## [INSTRUCTIONS FOR THE TASK]
Write out every line below that includes the word "Some".

## [RECORDS FOR THIS TASK]

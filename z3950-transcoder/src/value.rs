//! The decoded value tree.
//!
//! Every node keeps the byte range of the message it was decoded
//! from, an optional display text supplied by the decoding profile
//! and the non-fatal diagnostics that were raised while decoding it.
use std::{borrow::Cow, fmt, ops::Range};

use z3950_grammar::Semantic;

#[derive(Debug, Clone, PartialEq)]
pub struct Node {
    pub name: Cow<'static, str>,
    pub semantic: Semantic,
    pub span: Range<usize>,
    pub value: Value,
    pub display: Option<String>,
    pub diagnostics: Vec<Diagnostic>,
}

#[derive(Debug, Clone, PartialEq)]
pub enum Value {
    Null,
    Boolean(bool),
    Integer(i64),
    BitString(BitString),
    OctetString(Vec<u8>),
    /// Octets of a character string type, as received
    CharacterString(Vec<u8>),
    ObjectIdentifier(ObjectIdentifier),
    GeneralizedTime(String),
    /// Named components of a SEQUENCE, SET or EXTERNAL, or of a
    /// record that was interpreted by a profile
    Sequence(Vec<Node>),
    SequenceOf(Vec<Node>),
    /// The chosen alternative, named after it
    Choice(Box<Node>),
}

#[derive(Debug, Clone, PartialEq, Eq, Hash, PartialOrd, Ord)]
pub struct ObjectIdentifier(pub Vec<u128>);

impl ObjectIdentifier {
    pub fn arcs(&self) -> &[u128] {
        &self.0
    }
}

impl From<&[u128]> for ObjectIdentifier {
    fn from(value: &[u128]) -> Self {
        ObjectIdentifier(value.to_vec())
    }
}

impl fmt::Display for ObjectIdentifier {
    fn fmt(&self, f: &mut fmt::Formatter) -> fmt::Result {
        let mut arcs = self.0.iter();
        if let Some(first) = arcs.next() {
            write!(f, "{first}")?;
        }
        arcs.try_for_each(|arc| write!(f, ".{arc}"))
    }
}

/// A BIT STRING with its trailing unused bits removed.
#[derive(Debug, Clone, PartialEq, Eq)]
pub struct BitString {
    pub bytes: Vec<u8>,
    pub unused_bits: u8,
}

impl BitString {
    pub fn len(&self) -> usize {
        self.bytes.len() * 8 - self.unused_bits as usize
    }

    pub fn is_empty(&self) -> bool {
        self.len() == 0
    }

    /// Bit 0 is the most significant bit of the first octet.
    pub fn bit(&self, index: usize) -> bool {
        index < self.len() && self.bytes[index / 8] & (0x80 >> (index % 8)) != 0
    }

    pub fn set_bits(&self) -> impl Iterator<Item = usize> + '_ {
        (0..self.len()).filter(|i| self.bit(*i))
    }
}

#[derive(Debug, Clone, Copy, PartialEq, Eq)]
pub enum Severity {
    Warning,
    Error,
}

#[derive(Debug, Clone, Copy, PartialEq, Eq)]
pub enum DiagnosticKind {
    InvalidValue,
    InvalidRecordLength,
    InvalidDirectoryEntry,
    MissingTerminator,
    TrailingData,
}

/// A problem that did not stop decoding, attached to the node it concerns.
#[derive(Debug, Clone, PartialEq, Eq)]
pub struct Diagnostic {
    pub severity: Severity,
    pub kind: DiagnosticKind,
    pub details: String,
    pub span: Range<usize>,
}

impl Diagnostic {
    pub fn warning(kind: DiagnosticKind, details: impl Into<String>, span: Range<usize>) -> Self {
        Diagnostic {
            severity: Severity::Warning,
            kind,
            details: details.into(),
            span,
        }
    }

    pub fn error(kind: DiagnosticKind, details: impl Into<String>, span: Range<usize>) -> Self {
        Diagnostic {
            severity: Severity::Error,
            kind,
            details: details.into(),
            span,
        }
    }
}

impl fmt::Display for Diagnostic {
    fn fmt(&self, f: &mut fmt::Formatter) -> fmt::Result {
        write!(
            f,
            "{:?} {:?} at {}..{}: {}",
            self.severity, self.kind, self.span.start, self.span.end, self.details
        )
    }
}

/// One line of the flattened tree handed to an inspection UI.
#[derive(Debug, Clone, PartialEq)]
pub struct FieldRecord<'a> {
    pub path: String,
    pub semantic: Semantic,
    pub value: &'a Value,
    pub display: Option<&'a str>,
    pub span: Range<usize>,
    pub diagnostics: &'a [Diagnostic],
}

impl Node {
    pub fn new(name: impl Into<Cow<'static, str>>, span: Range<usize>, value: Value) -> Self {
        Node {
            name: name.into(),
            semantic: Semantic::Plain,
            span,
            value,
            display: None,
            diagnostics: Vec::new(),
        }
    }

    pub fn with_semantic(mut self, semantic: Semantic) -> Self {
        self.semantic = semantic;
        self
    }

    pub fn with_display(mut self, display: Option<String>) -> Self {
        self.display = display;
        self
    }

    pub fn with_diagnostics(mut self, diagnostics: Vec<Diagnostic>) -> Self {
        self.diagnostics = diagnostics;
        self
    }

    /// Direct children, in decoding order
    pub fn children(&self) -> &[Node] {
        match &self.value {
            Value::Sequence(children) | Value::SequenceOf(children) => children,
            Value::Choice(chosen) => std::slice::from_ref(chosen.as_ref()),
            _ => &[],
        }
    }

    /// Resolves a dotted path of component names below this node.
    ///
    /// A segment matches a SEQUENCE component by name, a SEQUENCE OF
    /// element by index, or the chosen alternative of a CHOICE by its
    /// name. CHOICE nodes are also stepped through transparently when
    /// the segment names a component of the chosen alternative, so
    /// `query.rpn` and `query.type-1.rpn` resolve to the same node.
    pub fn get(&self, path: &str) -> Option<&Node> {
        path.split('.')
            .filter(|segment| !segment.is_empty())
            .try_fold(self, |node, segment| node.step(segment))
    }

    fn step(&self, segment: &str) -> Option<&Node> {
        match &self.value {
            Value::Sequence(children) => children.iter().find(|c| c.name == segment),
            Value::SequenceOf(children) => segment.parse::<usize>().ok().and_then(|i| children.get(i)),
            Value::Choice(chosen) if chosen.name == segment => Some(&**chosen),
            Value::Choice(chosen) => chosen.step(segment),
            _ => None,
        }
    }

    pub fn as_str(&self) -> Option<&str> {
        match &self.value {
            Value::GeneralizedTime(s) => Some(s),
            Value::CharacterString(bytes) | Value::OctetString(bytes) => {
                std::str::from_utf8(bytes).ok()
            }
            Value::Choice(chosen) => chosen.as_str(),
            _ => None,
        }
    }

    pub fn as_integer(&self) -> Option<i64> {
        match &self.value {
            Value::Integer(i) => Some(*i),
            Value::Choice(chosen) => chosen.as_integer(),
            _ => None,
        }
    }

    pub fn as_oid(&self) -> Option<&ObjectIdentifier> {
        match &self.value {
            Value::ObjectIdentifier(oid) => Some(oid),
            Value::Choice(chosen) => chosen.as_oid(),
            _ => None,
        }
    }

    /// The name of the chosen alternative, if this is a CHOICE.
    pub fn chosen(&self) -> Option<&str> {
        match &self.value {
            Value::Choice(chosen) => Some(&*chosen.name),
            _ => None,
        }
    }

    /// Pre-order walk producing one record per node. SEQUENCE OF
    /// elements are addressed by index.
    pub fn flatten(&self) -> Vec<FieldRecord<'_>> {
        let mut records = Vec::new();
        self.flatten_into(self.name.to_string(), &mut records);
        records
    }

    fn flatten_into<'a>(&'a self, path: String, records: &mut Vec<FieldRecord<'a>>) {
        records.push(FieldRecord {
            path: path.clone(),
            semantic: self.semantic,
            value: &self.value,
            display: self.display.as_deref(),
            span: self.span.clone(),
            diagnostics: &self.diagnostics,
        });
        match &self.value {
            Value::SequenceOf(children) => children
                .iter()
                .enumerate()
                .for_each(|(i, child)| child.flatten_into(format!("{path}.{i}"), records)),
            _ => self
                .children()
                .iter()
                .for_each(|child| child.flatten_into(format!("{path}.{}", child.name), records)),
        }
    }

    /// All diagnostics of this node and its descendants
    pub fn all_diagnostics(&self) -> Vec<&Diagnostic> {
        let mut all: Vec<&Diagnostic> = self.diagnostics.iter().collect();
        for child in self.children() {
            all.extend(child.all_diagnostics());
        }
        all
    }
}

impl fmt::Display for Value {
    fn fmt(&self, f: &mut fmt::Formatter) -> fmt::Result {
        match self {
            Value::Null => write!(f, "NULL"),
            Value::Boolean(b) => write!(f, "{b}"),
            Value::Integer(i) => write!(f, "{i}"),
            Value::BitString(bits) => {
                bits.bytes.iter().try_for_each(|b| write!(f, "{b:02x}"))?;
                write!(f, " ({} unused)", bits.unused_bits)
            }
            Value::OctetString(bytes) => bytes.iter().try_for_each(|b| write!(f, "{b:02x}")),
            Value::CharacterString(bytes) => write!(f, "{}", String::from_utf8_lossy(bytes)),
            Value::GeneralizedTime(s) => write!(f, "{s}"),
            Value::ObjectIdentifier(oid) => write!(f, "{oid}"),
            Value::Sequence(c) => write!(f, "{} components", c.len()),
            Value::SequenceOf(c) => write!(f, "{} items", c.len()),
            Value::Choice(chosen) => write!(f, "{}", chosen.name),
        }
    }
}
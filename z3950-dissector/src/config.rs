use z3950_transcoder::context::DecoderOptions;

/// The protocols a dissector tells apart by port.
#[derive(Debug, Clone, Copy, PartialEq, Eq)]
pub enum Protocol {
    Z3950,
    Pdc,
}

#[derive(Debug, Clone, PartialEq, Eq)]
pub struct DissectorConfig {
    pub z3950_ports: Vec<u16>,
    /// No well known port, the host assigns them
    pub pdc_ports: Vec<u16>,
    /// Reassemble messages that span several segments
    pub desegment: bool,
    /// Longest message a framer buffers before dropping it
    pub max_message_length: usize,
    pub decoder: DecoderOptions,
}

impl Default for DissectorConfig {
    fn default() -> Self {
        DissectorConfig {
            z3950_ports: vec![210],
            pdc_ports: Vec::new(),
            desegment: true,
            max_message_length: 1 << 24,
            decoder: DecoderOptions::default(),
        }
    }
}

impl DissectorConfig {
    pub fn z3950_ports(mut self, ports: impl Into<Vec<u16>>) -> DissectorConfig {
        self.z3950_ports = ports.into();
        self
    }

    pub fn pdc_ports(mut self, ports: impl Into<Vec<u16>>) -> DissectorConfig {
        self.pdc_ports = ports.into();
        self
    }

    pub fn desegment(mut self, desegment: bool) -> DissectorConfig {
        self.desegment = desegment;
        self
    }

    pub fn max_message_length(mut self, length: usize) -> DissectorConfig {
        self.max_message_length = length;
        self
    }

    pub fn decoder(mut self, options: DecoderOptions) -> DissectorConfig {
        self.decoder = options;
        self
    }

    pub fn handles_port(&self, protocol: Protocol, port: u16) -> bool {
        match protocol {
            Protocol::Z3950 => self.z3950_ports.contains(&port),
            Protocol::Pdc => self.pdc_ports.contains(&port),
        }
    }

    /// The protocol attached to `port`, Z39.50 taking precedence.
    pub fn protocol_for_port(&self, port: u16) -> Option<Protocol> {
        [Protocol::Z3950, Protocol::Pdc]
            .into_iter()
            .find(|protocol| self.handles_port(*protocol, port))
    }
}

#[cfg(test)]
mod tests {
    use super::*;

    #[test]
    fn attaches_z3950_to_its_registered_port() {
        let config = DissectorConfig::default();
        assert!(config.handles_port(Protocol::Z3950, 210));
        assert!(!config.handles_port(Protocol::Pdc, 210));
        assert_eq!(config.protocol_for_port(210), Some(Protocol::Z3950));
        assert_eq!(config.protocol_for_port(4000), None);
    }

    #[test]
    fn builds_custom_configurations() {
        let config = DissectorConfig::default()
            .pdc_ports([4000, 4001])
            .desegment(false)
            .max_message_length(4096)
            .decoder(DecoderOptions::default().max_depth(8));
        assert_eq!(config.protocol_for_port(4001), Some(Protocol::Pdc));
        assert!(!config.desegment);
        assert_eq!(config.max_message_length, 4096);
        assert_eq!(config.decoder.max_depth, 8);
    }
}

## [OUTPUT BELOW]
        if let Some(first) = arcs.next() {
            Value::Choice(chosen) if chosen.name == segment => Some(&**chosen),
            Value::GeneralizedTime(s) => Some(s),
            Value::Integer(i) => Some(*i),
            Value::ObjectIdentifier(oid) => Some(oid),
            Value::Choice(chosen) => Some(&*chosen.name),
        assert_eq!(config.protocol_for_port(210), Some(Protocol::Z3950));
        assert_eq!(config.protocol_for_port(4001), Some(Protocol::Pdc));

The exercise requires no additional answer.